My grandmother smelled clean. Not like that perfumed soap or that cologne that clogs all your pores. Clean, that's all. You could hide your face in her arm, in that hollow between the elbow and the chest that forms when falling asleep on the sofa with the arms crossed, and there you could lose yourself among white linens and cotton T-shirts hanging in the sun to dry.
She always combed her hair with one of those shoulder dresses that ladies from yesteryear used so as not to get hair all over their clothes. She sewed them with batiste fabric, soft and smooth, and added some lace or crochet trimming because pretty is always pretty, even if you use it only in the privacy of your bathroom. And her hair was always perfect, half-crisped by hairspray to form the curls she had never had.
She had flabby arms, without being fat, because that's what happens when you work all your life and then get old, your muscles loosen so that your grandchildren can sit next to you and massage them, because "abuelita, you're so soft".
Once, when I was working abroad, I called her out of the blue, and in her surprise she was so happy that I could feel her love speeding across the Atlantic to make her words echo in my eardrums.

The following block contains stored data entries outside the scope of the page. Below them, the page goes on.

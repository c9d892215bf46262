//! Condition evaluation.

use std::cmp::Ordering;

use serde_json::Value;

use crate::condition::model::{Clause, Condition, Operator};
use crate::settings::{KeyPath, ResponsiveValue, ValueSource};

/// Evaluate `condition` against `source`.
///
/// `scope` is the key path of the group that owns the conditional field:
/// single-segment clause fields are looked up as siblings inside it, dotted
/// clause fields are absolute paths from the settings root. All clauses must
/// hold. Never fails: a clause naming a field the source does not know is unmet.
pub fn evaluate(condition: &Condition, source: &dyn ValueSource, scope: &KeyPath) -> bool {
    condition
        .clauses()
        .iter()
        .all(|clause| evaluate_clause(clause, source, scope))
}

/// Resolve a clause's field against the conditional field's group.
pub fn target_path(clause: &Clause, scope: &KeyPath) -> KeyPath {
    if clause.field.len() == 1 {
        scope.join(&clause.field)
    } else {
        clause.field.clone()
    }
}

fn evaluate_clause(clause: &Clause, source: &dyn ValueSource, scope: &KeyPath) -> bool {
    let path = target_path(clause, scope);
    if !source.has_field(&path) {
        tracing::debug!(field = %path, "condition references an unknown field");
        return false;
    }

    // Conditions compare the desktop value of responsive settings.
    let actual = source.value_at(&path).and_then(|value| {
        if ResponsiveValue::is_responsive_map(value) {
            value.get("desktop").filter(|v| !v.is_null())
        } else {
            Some(value)
        }
    });

    let Some(actual) = actual else {
        return clause.op == Operator::Neq && !is_empty(&clause.value);
    };

    match clause.op {
        Operator::Eq => actual == &clause.value,
        Operator::Neq => actual != &clause.value,
        Operator::Gt => compare_numbers(actual, &clause.value) == Some(Ordering::Greater),
        Operator::Lt => compare_numbers(actual, &clause.value) == Some(Ordering::Less),
        Operator::In => clause
            .value
            .as_array()
            .is_some_and(|list| list.contains(actual)),
    }
}

fn as_number(value: &Value) -> Option<f64> {
    match value {
        Value::Number(n) => n.as_f64(),
        Value::String(s) => s.trim().parse().ok(),
        _ => None,
    }
}

fn compare_numbers(a: &Value, b: &Value) -> Option<Ordering> {
    as_number(a)?.partial_cmp(&as_number(b)?)
}

fn is_empty(value: &Value) -> bool {
    match value {
        Value::Null => true,
        Value::String(s) => s.is_empty(),
        Value::Array(items) => items.is_empty(),
        Value::Object(map) => map.is_empty(),
        Value::Bool(_) | Value::Number(_) => false,
    }
}
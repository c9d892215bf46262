//! Per-instance render context.

use serde_json::{json, Value};

use crate::attributes::{build_css_classes, escape_attribute, generate_style_attribute};
use crate::compiler::ResolvedSettings;
use crate::resolve::scalar_text;
use crate::schema::ControlSchema;
use crate::settings::{KeyPath, ResponsiveValue, SettingsTree, ValueSource, WidgetSettings};

/// Everything a widget needs to render one instance.
#[derive(Debug, Clone, Copy)]
pub struct RenderContext<'a> {
    pub widget_id: &'a str,
    pub settings: &'a WidgetSettings,
    pub general: &'a ControlSchema,
    pub style: &'a ControlSchema,
}

impl<'a> RenderContext<'a> {
    pub fn new(
        widget_id: &'a str,
        settings: &'a WidgetSettings,
        general: &'a ControlSchema,
        style: &'a ControlSchema,
    ) -> Self {
        Self {
            widget_id,
            settings,
            general,
            style,
        }
    }

    /// A general setting with its default filled in. Responsive values yield
    /// their desktop entry.
    pub fn value(&self, path: &str) -> Option<Value> {
        let view = ResolvedSettings::new(self.general, &self.settings.general);
        let value = view.value_at(&KeyPath::parse(path))?;
        ResponsiveValue::from_stored(value).desktop
    }

    /// A general setting as trimmed text; empty when unset.
    pub fn text(&self, path: &str) -> String {
        self.value(path)
            .as_ref()
            .and_then(scalar_text)
            .unwrap_or_default()
    }

    /// A general setting as text, escaped for HTML.
    pub fn escaped(&self, path: &str) -> String {
        escape_attribute(&self.text(path))
    }

    /// Whether a toggle setting is on.
    pub fn flag(&self, path: &str) -> bool {
        match self.value(path) {
            Some(Value::Bool(b)) => b,
            Some(Value::String(s)) => matches!(s.as_str(), "yes" | "true" | "1" | "on"),
            _ => false,
        }
    }

    /// The instance's `class` attribute contributions.
    pub fn css_classes(&self) -> String {
        build_css_classes(self.general, &self.settings.general)
    }

    /// The instance's inline `style` attribute.
    pub fn style_attribute(&self) -> String {
        generate_style_attribute(self.general, &self.settings.general)
    }

    /// Every general field's effective value, shaped like the settings tree.
    pub fn resolved_general(&self) -> SettingsTree {
        let view = ResolvedSettings::new(self.general, &self.settings.general);
        let mut tree = SettingsTree::new();
        for entry in self.general.fields() {
            let path = entry.path();
            if let Some(value) = view.value_at(&path) {
                tree.set(&path, value.clone());
            }
        }
        tree
    }

    /// JSON context handed to a [`TemplateRenderer`](crate::widget::TemplateRenderer).
    pub fn template_context(&self) -> Value {
        json!({
            "id": self.widget_id,
            "classes": self.css_classes(),
            "style": self.style_attribute(),
            "settings": self.resolved_general().as_value(),
        })
    }

    /// `id`, `class` and (if non-empty) `style` attributes for the wrapper
    /// element, `base_class` first.
    pub fn wrapper_attributes(&self, base_class: &str) -> String {
        let classes = self.css_classes();
        let class = if classes.is_empty() {
            base_class.to_owned()
        } else {
            format!("{base_class} {classes}")
        };
        let mut out = format!("id=\"{}\" class=\"{class}\"", escape_attribute(self.widget_id));
        let style = self.style_attribute();
        if !style.is_empty() {
            out.push_str(&format!(" style=\"{style}\""));
        }
        out
    }
}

I thought- “How nice to feel loved without asking for it”.
Once I told her- "I love you grandma", and she replied- "don't talk nonsense". My grandmother didn't talk about love. When you're made of love, there's no need for words.
The last time I kissed her goodbye I was pregnant with my first child. And I was so full of life, I didn't notice that hers was ending. "See you in the summer," I said. “Grandma doesn't think she'll make it to summer," she replied.
And she didn't.
There are a lot of other things I'd like to remember, like the taste of her bunyuelos, the texture of the chocolate she bought to eat with doughnuts, and the touch of her skin when I stretched her wrinkles to measure their depth.
And I, who as a child thought that my wavy hair was the result of being her granddaughter until I realised that my grandmother's curls were the result of her stubbornness, now go around doing genetic tests on me and my mother to see how much of mine was hers. Because memories are not enough for me, I want something tangible from her, even if it’s just a handful of DNA.
Memory is cruel, letting you remember without leaving any physical trace. Maybe that's why I hug my children until they say half-stifled - "Mum, OK, you love me, I get it". Just to try to embed a bit of them in my body or for their skin to feel me when I'm gone. To change the sad end of memories, relegated to abstract entities in some lost groove of the brain.
“My grandmother didn't talk about love. When you're made of love, there's no need for words.”
So much truth in that statement.Thank you for taking me down a path in my heart that leads to memories of my gramma. How you gently touch her face with an opened hand, is how I greeted my own gramma. Time has taken the visual memories, leaving pictures blurred behind rain soaked glass. Close my eyes , and like you, I smell her ‘clean’ scent. I can still feel how her smile made me melt. And I can hear her soft melodic voice telling bedtime fables that ended with a moral to them, as she sat on the edge of the bed in the dark. You have reminded me where I can always find my gramma. And in return, now you know your children will always find you, if they just close their eyes.
I really like your notion of recalling the senses when remembering a beloved person. I have long had a disembodied childhood recollection of the scent of cold cream. It never made sense to me; this olfactory memory would just come and go. After reading your piece I realized that my maternal grandmother smelled of cold cream. She died when I was a kid, but I was old enough to know that she loved me and I loved her. Thanks for helping me recall the personal significance of this simple fragrance, and with it, a special lady.